A website developed by plant pathologists from Purdue University and a nationwide partnership of research institutions could help farmers better understand and respond to the threat of mycotoxins and ear rots in corn.
The site, Corn Mycotoxins, includes management information as well as photo and video reference materials about Aspergillus, Diplodia, Fusarium and Gibberella – the four most common and economically significant ear rots. The website also provides information on how to properly store moldy grain and the characteristics of various types of mycotoxins.
Ear rots occur when certain fungi infect corn. Several of those fungi produce mycotoxins, which accumulate in grain. Mycotoxins can be harmful to livestock and humans if contaminated grain is used in livestock feed or human food products.
Mycotoxins are natural chemicals that are very stable and not easily eliminated from contaminated grain, said Charles Woloshuk, professor of botany and plant pathology and member of the website development team.
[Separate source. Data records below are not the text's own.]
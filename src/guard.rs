//! Pre-submission guard: reconciles host/session-state conflicts before any
//! submission-triggering action is allowed to fire.
//!
//! Exactly one of the blocking conditions applies per attempt, evaluated in
//! a fixed order. A `Confirm` decision is a suspend point: the dialog holds
//! the pending action until the user explicitly confirms or cancels.

const NO_LOAD_WHILE_PLAYING: &str =
    "Please wait until the end of the game to perform that action.";

const NOT_HOST_PROMPT: &str = "You are trying to load a new word list, \
but you are not the host of this table. This will create a new table. \
Are you sure you wish to continue?";

const LEAVE_MULTIPLAYER_PROMPT: &str = "You are trying to create a new \
single player game. This will remove you from your current multiplayer \
table and create a new table. Are you sure you wish to continue?";

/// Everything the guard needs to adjudicate one submission attempt.
#[derive(Clone, Debug)]
pub struct PreflightContext {
    /// A round is currently running at the viewer's table.
    pub game_going: bool,
    /// Host of the table the viewer currently sits at.
    pub current_host: String,
    /// The viewer.
    pub username: String,
    /// Existing table targeted by the submission; 0 means none.
    pub tablenum: u32,
    /// The targeted table is currently a multiplayer table.
    pub table_is_multiplayer: bool,
    /// The draft being submitted asks for multiplayer.
    pub requested_multiplayer: bool,
}

#[derive(Clone, Debug, PartialEq, Eq)]
pub enum PreflightDecision {
    /// No conflict; the guarded action may run immediately.
    Proceed,
    /// Unconditionally refused; surface the message and drop the action.
    Block { message: String },
    /// Requires explicit user confirmation before the action may run.
    Confirm { prompt: String },
}

/// Evaluate the guard. Order matters: an in-progress game hosted by the
/// viewer blocks before either confirmation case is considered.
pub fn evaluate(ctx: &PreflightContext) -> PreflightDecision {
    if ctx.game_going && ctx.current_host == ctx.username {
        PreflightDecision::Block {
            message: NO_LOAD_WHILE_PLAYING.to_string(),
        }
    } else if ctx.tablenum != 0 && ctx.current_host != ctx.username {
        PreflightDecision::Confirm {
            prompt: NOT_HOST_PROMPT.to_string(),
        }
    } else if ctx.tablenum != 0 && !ctx.requested_multiplayer && ctx.table_is_multiplayer {
        PreflightDecision::Confirm {
            prompt: LEAVE_MULTIPLAYER_PROMPT.to_string(),
        }
    } else {
        PreflightDecision::Proceed
    }
}

#[cfg(test)]
mod tests {
    use super::*;

    fn ctx() -> PreflightContext {
        PreflightContext {
            game_going: false,
            current_host: "cesar".into(),
            username: "cesar".into(),
            tablenum: 12,
            table_is_multiplayer: false,
            requested_multiplayer: false,
        }
    }

    #[test]
    fn host_with_game_in_progress_is_blocked() {
        let c = PreflightContext {
            game_going: true,
            ..ctx()
        };
        assert_eq!(
            evaluate(&c),
            PreflightDecision::Block {
                message: NO_LOAD_WHILE_PLAYING.to_string()
            }
        );
    }

    #[test]
    fn non_host_at_existing_table_needs_confirmation() {
        let c = PreflightContext {
            current_host: "somebody_else".into(),
            ..ctx()
        };
        assert!(matches!(evaluate(&c), PreflightDecision::Confirm { .. }));
    }

    #[test]
    fn single_player_request_in_multiplayer_table_needs_confirmation() {
        let c = PreflightContext {
            table_is_multiplayer: true,
            requested_multiplayer: false,
            ..ctx()
        };
        match evaluate(&c) {
            PreflightDecision::Confirm { prompt } => {
                assert!(prompt.contains("multiplayer"));
            }
            other => panic!("expected Confirm, got {other:?}"),
        }
    }

    #[test]
    fn multiplayer_request_in_multiplayer_table_proceeds() {
        let c = PreflightContext {
            table_is_multiplayer: true,
            requested_multiplayer: true,
            ..ctx()
        };
        assert_eq!(evaluate(&c), PreflightDecision::Proceed);
    }

    #[test]
    fn no_existing_table_proceeds_immediately() {
        let c = PreflightContext {
            tablenum: 0,
            current_host: String::new(),
            table_is_multiplayer: false,
            ..ctx()
        };
        assert_eq!(evaluate(&c), PreflightDecision::Proceed);
    }

    #[test]
    fn block_wins_over_confirmation_cases() {
        // Game in progress, viewer hosts, and the non-host condition would
        // also fire if the order were wrong.
        let c = PreflightContext {
            game_going: true,
            table_is_multiplayer: true,
            ..ctx()
        };
        assert!(matches!(evaluate(&c), PreflightDecision::Block { .. }));
    }

    #[test]
    fn not_host_confirmation_wins_over_multiplayer_one() {
        let c = PreflightContext {
            current_host: "somebody_else".into(),
            table_is_multiplayer: true,
            requested_multiplayer: false,
            ..ctx()
        };
        match evaluate(&c) {
            PreflightDecision::Confirm { prompt } => {
                assert!(prompt.contains("not the host"));
            }
            other => panic!("expected Confirm, got {other:?}"),
        }
    }
}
“Prevention is the most effective management strategy to reducing the impact of ear rots and mycotoxins,” Woloshuk said. “We created the website to make management information readily accessible to farmers and agribusiness personnel so they can take appropriate precautions to prevent ear rots and manage mycotoxins if they occur in the grain.”
The website is a product of the Integrated Management Strategies for Aspergillus and Fusarium Ear Rots of Corn project, which was established in 2012 with funding from the U.S. Department of Agriculture’s National Institute of Food and Agriculture. The goal of the project is to coordinate and promote a research and Extension collaboration that provides corn producers with new tools for managing ear rots and mycotoxins.
In addition to the USDA and Purdue, participating institutions are the University of Arkansas, Michigan State University, North Carolina State University and Texas A&M University.
The national scope of the project is important, Woloshuk said. For example, researchers have examined how common production factors such as hybrid susceptibility to ear rots and fungicide application impact mycotoxin levels in different regions of the U.S.
“A major finding is that management strategies that are effective at reducing mycotoxins in southern states may not be economically viable strategies in northern states,” Woloshuk said. “Research is ongoing to determine region-specific management practices for corn ear rots.”
Woloshuk said the team will regularly update the website with new information based on research results.
“It’s an ongoing process,” he said. “We will be adding new information and tools as they become available.”
One new tool under development is a phone app with an ear rot identification guide. With the app, farmers can use their mobile devices to identify different ear rots in the field.
“Since the different ear rots occur in different environments, it’s important for farmers to know what they are dealing with and manage the correct ear rot,” Woloshuk said.